>>>>

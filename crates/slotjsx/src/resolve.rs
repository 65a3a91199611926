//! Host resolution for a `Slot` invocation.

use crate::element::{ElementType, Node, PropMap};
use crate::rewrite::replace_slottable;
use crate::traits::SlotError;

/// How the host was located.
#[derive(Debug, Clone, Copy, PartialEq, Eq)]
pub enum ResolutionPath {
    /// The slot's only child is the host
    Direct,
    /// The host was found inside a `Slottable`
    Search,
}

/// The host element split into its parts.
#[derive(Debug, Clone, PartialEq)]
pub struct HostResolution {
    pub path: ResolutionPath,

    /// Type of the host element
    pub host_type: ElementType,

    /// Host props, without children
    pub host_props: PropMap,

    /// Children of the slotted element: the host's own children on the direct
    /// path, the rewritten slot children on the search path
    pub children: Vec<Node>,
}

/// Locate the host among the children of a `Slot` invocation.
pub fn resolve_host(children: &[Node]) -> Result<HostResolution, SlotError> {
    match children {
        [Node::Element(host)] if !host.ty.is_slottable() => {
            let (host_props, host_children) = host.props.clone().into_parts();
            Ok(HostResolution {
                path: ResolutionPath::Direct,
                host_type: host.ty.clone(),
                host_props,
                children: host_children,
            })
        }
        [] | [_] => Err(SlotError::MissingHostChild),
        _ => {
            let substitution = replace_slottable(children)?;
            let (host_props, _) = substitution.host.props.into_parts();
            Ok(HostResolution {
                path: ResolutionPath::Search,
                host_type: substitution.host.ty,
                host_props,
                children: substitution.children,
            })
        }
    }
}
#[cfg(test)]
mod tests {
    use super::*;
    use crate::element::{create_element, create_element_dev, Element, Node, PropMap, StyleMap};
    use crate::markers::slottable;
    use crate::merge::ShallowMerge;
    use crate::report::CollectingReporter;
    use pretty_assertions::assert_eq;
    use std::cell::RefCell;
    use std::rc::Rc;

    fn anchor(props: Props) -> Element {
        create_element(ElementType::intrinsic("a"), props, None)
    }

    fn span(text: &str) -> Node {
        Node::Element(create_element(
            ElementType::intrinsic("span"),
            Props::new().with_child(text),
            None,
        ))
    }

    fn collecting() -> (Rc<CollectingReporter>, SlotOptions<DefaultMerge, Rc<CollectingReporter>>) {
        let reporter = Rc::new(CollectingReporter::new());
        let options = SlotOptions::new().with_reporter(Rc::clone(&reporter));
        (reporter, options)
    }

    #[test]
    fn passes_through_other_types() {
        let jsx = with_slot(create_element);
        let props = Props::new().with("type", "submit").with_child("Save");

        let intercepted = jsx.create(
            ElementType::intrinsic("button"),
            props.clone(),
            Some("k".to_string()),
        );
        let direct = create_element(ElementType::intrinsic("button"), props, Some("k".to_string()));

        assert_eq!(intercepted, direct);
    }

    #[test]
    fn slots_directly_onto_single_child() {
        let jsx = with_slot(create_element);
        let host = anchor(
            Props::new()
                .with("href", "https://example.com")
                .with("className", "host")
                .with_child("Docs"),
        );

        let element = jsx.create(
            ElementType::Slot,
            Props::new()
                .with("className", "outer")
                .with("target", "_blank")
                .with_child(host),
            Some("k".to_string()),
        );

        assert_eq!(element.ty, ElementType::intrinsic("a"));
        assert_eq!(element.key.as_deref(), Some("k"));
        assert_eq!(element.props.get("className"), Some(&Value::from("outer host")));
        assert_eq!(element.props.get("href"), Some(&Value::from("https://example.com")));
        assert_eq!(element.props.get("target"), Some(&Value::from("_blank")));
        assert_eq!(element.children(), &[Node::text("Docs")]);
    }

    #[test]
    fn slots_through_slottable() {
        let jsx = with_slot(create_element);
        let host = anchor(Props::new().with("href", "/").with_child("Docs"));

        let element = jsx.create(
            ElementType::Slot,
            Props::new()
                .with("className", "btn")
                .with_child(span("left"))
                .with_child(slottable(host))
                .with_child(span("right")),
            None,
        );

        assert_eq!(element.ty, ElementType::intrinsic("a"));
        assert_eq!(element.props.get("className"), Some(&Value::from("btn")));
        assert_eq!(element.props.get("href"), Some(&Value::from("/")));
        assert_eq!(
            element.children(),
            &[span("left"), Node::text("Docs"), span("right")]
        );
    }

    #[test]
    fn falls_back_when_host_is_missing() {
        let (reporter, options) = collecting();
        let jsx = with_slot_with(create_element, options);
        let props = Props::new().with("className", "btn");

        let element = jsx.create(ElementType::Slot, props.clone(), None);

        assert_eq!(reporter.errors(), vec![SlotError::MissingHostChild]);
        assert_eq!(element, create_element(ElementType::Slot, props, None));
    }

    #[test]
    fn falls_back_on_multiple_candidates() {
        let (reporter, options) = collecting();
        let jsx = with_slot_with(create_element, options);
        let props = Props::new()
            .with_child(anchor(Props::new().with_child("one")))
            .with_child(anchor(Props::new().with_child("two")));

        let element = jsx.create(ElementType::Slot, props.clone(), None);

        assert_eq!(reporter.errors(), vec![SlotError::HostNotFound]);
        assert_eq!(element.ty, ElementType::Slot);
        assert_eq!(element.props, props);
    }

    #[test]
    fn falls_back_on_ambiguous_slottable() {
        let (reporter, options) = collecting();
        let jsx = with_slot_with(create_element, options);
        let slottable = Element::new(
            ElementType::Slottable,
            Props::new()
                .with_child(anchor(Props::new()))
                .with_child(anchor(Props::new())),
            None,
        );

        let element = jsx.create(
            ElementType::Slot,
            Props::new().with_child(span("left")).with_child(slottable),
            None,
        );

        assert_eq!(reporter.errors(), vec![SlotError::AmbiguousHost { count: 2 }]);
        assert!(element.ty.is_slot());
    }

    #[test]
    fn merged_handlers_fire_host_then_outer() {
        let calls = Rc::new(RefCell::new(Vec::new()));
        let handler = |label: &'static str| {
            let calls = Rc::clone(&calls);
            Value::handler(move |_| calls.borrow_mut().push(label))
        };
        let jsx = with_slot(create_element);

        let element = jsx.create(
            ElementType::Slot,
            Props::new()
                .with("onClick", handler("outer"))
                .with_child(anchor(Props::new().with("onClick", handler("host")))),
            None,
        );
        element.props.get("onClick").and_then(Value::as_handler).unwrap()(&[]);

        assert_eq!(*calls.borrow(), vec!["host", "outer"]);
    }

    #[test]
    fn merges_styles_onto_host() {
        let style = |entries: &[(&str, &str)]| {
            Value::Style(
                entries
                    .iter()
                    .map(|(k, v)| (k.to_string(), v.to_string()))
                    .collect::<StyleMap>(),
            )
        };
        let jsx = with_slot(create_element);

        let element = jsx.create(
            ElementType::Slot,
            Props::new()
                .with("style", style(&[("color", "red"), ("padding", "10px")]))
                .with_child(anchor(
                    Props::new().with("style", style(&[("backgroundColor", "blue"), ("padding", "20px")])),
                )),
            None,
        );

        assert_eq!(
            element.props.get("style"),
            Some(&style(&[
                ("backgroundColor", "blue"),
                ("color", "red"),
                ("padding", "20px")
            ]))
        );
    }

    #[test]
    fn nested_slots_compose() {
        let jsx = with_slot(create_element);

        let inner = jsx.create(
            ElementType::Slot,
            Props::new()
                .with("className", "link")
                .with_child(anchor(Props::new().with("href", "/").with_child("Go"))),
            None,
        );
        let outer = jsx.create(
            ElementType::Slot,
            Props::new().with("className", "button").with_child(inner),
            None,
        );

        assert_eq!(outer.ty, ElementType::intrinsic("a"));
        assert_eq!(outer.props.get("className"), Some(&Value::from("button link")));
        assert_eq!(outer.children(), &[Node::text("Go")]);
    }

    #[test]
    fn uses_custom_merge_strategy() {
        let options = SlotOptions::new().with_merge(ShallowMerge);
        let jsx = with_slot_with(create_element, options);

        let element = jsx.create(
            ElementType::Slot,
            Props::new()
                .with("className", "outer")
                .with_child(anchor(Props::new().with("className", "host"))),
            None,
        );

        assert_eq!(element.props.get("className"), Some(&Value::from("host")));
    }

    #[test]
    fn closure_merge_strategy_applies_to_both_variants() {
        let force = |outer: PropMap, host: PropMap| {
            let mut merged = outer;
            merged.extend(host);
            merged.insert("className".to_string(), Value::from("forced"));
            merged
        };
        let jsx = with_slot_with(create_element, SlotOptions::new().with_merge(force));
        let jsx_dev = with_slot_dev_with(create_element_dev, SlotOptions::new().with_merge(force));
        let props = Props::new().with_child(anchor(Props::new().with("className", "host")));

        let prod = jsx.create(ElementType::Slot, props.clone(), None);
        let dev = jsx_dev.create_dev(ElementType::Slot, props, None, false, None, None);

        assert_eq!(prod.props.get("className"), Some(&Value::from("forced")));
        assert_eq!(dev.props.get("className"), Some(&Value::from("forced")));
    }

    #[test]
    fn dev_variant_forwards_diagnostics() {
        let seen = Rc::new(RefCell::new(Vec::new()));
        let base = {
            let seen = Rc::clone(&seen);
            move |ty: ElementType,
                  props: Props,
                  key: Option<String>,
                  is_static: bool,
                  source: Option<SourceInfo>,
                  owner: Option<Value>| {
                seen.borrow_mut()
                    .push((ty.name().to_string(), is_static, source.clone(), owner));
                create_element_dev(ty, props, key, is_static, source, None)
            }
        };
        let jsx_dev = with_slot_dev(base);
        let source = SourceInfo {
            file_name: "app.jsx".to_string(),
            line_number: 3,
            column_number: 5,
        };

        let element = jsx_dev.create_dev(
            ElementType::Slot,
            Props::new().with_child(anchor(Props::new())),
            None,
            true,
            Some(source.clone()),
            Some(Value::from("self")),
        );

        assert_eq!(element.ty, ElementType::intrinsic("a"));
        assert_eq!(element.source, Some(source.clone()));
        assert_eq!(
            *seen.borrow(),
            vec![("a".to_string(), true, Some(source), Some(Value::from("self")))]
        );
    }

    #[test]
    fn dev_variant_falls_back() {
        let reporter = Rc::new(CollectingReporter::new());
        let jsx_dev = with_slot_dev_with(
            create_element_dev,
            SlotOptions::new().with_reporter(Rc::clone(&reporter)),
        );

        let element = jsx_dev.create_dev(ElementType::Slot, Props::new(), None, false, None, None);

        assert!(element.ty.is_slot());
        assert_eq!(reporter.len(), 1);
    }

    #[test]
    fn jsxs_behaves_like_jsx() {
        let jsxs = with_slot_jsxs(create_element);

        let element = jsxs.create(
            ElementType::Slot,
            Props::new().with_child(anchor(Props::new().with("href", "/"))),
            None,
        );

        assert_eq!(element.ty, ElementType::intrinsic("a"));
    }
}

<<<<

→ WHAT IS EXPECTED
Copy out the lines of the data where the word "target" can be found.

→ SOLVED EXERCISE
                .with("target", "_blank")
        assert_eq!(element.props.get("target"), Some(&Value::from("_blank")));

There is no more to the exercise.